These are all themes I’ve mentioned before, but they’re thrown into stark relief by the attitude of some activist groups to the Convention. What the Convention is not is a programme of direct action – and that is significant. In our search for a broad coalition on civil liberties, first of all we’ve forgotten that the fight is not purely ideological. We’ve forgotten the database economy – as Unity argues in a piece of superb clarity. All the bloggerati and lobbying of pro-liberties groups won’t combine to equal Tesco, Sainsbury and the other giants who benefit.

Conservatives are just as in hock to these groups as Labour. For all that Henry Porter might pontificate about Labour MPs using their time on an important committee to read letters instead of pay attention to critiques of Labour policy, it was a Liberal government who first introduced the authoritarian Official Secrets Act, rushed through in a sparsely populated chamber, one Friday afternoon. All of this should remind us that it is not simply one party that should be distrusted, it is the whole mechanism of politics on which those parties stand.

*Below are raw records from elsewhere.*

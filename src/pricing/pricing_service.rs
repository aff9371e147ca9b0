use diesel::r2d2::{self, Pool};
use diesel::sqlite::SqliteConnection;
use log::debug;
use std::sync::Arc;

use super::pricing_model::{FinalPriceRecord, NewFinalPriceRecord};
use super::pricing_repository::FinalPriceRepository;
use crate::pricing::{PricingError, Result};
use crate::rates::RateRepository;
use crate::shipping::ShippingRouteRepository;
use crate::vehicles::VehicleRepository;

/// Service computing and recording final import prices.
///
/// The total combines the user-entered vehicle price, the selected
/// route's shipping rate, and the vehicle's import tax converted to
/// foreign currency at the current exchange rate. Every successful
/// computation appends exactly one ledger row.
pub struct PricingService {
    pool: Arc<Pool<r2d2::ConnectionManager<SqliteConnection>>>,
}

impl PricingService {
    /// Creates a new PricingService instance
    pub fn new(pool: Arc<Pool<r2d2::ConnectionManager<SqliteConnection>>>) -> Self {
        Self { pool }
    }

    /// Computes a final price from the raw form input and the selected
    /// vehicle and shipping route, persists it and returns the record
    pub fn calculate(
        &self,
        vehicle_price_input: &str,
        vehicle_id: Option<i32>,
        shipping_route_id: Option<i32>,
    ) -> Result<FinalPriceRecord> {
        let vehicle_price = parse_vehicle_price(vehicle_price_input)?;

        let vehicle_id = vehicle_id.ok_or(PricingError::SelectionRequired)?;
        let route_id = shipping_route_id.ok_or(PricingError::SelectionRequired)?;

        let vehicle = VehicleRepository::new(self.pool.clone()).get_by_id(vehicle_id)?;
        let route = ShippingRouteRepository::new(self.pool.clone()).get_by_id(route_id)?;

        let rate = RateRepository::new(self.pool.clone())
            .latest()?
            .ok_or(PricingError::RateNotSet)?;
        if rate.value <= 0.0 {
            return Err(PricingError::RateNotSet);
        }

        let tax_in_foreign_currency = vehicle.import_tax / rate.value;
        let final_price = vehicle_price + route.rate + tax_in_foreign_currency;

        debug!(
            "Final price for {} {}: {} + {} + {} = {}",
            vehicle.name, vehicle.model, vehicle_price, route.rate, tax_in_foreign_currency,
            final_price
        );

        FinalPriceRepository::new(self.pool.clone()).append(NewFinalPriceRecord {
            vehicle_price,
            shipping_rate: route.rate,
            tax_in_foreign_currency,
            final_price,
            timestamp: None,
        })
    }

    /// Lists all recorded final prices, newest first
    pub fn history(&self) -> Result<Vec<FinalPriceRecord>> {
        FinalPriceRepository::new(self.pool.clone()).list()
    }

    /// Deletes one ledger record; deleting an absent id is a no-op
    pub fn delete_record(&self, record_id: i32) -> Result<()> {
        FinalPriceRepository::new(self.pool.clone()).delete(record_id)?;
        Ok(())
    }

    /// Deletes a set of ledger records, returning how many existed and
    /// were removed
    pub fn delete_records(&self, record_ids: &[i32]) -> Result<usize> {
        FinalPriceRepository::new(self.pool.clone()).delete_many(record_ids)
    }
}

/// Parses the user-entered vehicle price. Anything that is not a finite
/// positive number is rejected before any computation happens.
fn parse_vehicle_price(input: &str) -> Result<f64> {
    let price: f64 = input
        .trim()
        .parse()
        .map_err(|_| PricingError::InvalidVehiclePrice)?;

    if !price.is_finite() || price <= 0.0 {
        return Err(PricingError::InvalidVehiclePrice);
    }

    Ok(price)
}

#[cfg(test)]
mod tests {
    use super::*;

    #[test]
    fn parses_positive_prices() {
        assert_eq!(parse_vehicle_price("1000").unwrap(), 1000.0);
        assert_eq!(parse_vehicle_price(" 2500.50 ").unwrap(), 2500.5);
    }

    #[test]
    fn rejects_non_numeric_input() {
        assert!(matches!(
            parse_vehicle_price("abc"),
            Err(PricingError::InvalidVehiclePrice)
        ));
        assert!(matches!(
            parse_vehicle_price(""),
            Err(PricingError::InvalidVehiclePrice)
        ));
    }

    #[test]
    fn rejects_zero_negative_and_non_finite() {
        assert!(matches!(
            parse_vehicle_price("0"),
            Err(PricingError::InvalidVehiclePrice)
        ));
        assert!(matches!(
            parse_vehicle_price("-5"),
            Err(PricingError::InvalidVehiclePrice)
        ));
        assert!(matches!(
            parse_vehicle_price("inf"),
            Err(PricingError::InvalidVehiclePrice)
        ));
        assert!(matches!(
            parse_vehicle_price("NaN"),
            Err(PricingError::InvalidVehiclePrice)
        ));
    }
}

A Convention on Modern Liberty that focusses on the main parties is going to fail because it will be blind to this crucial issue. For the same reason, any answer which is focussed on voting out those MPs who don’t stand up for civil liberties is bound to fail also. It simply pushes people towards sham alternatives. Even if we’re talking about the Liberal Democrats, some of whom have good records on civil liberties, as an ‘alternative’ they aren’t going to be in a position to have much of an effect for quite some time.

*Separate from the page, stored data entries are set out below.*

use diesel::r2d2::{self, Pool};
use diesel::sqlite::SqliteConnection;
use log::debug;
use std::sync::Arc;

use super::vehicles_model::{NewVehicle, Vehicle, VehicleUpdate};
use super::vehicles_repository::VehicleRepository;
use crate::vehicles::Result;

/// Service for managing the vehicle catalog
pub struct VehicleService {
    pool: Arc<Pool<r2d2::ConnectionManager<SqliteConnection>>>,
}

impl VehicleService {
    /// Creates a new VehicleService instance
    pub fn new(pool: Arc<Pool<r2d2::ConnectionManager<SqliteConnection>>>) -> Self {
        Self { pool }
    }

    /// Adds a new vehicle to the catalog
    pub fn add_vehicle(&self, new_vehicle: NewVehicle) -> Result<Vehicle> {
        debug!(
            "Adding vehicle {} {} with import tax {}",
            new_vehicle.name, new_vehicle.model, new_vehicle.import_tax
        );
        let repo = VehicleRepository::new(self.pool.clone());
        repo.create(new_vehicle)
    }

    /// Retrieves a vehicle by its ID
    pub fn get_vehicle(&self, vehicle_id: i32) -> Result<Vehicle> {
        let repo = VehicleRepository::new(self.pool.clone());
        repo.get_by_id(vehicle_id)
    }

    /// Lists all vehicles, newest first
    pub fn list_vehicles(&self) -> Result<Vec<Vehicle>> {
        let repo = VehicleRepository::new(self.pool.clone());
        repo.list()
    }

    /// Updates an existing vehicle
    pub fn update_vehicle(&self, vehicle_id: i32, update: VehicleUpdate) -> Result<Vehicle> {
        let repo = VehicleRepository::new(self.pool.clone());
        repo.update(vehicle_id, update)
    }

    /// Deletes a vehicle; deleting an absent id is a no-op
    pub fn delete_vehicle(&self, vehicle_id: i32) -> Result<()> {
        let repo = VehicleRepository::new(self.pool.clone());
        repo.delete(vehicle_id)?;
        Ok(())
    }

    /// Case-insensitive substring search over name and model, applied
    /// over the full listing
    pub fn search_vehicles(&self, query: &str) -> Result<Vec<Vehicle>> {
        let repo = VehicleRepository::new(self.pool.clone());
        Ok(filter_vehicles(repo.list()?, query))
    }
}

fn filter_vehicles(vehicles: Vec<Vehicle>, query: &str) -> Vec<Vehicle> {
    let needle = query.trim().to_lowercase();
    if needle.is_empty() {
        return vehicles;
    }

    vehicles
        .into_iter()
        .filter(|v| {
            v.name.to_lowercase().contains(&needle) || v.model.to_lowercase().contains(&needle)
        })
        .collect()
}

#[cfg(test)]
mod tests {
    use super::*;

    fn vehicle(id: i32, name: &str, model: &str) -> Vehicle {
        Vehicle {
            id,
            name: name.to_string(),
            model: model.to_string(),
            import_tax: 1000.0,
        }
    }

    #[test]
    fn search_matches_name_and_model_case_insensitively() {
        let all = vec![
            vehicle(1, "Toyota", "Corolla 2018"),
            vehicle(2, "Honda", "Civic"),
            vehicle(3, "Toyota", "Camry"),
        ];

        let hits = filter_vehicles(all.clone(), "toyota");
        assert_eq!(hits.len(), 2);

        let hits = filter_vehicles(all.clone(), "COROLLA");
        assert_eq!(hits.len(), 1);
        assert_eq!(hits[0].id, 1);

        let hits = filter_vehicles(all, "tesla");
        assert!(hits.is_empty());
    }

    #[test]
    fn blank_query_returns_everything() {
        let all = vec![vehicle(1, "Toyota", "Corolla"), vehicle(2, "Honda", "Civic")];
        assert_eq!(filter_vehicles(all, "   ").len(), 2);
    }
}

So instead of pushing people towards a parliamentary answer, which remains at all times trapped within the logic of a media and business lobbyists who disdain liberties – one for the purposes of whipping up moral frenzy and the other for a quick buck – why don’t we begin building an activist response to the issue? This may not overturn the Coroners and Justice Bill immediately, but, on the other hand, it might begin to challenge that very logic which we’re working against.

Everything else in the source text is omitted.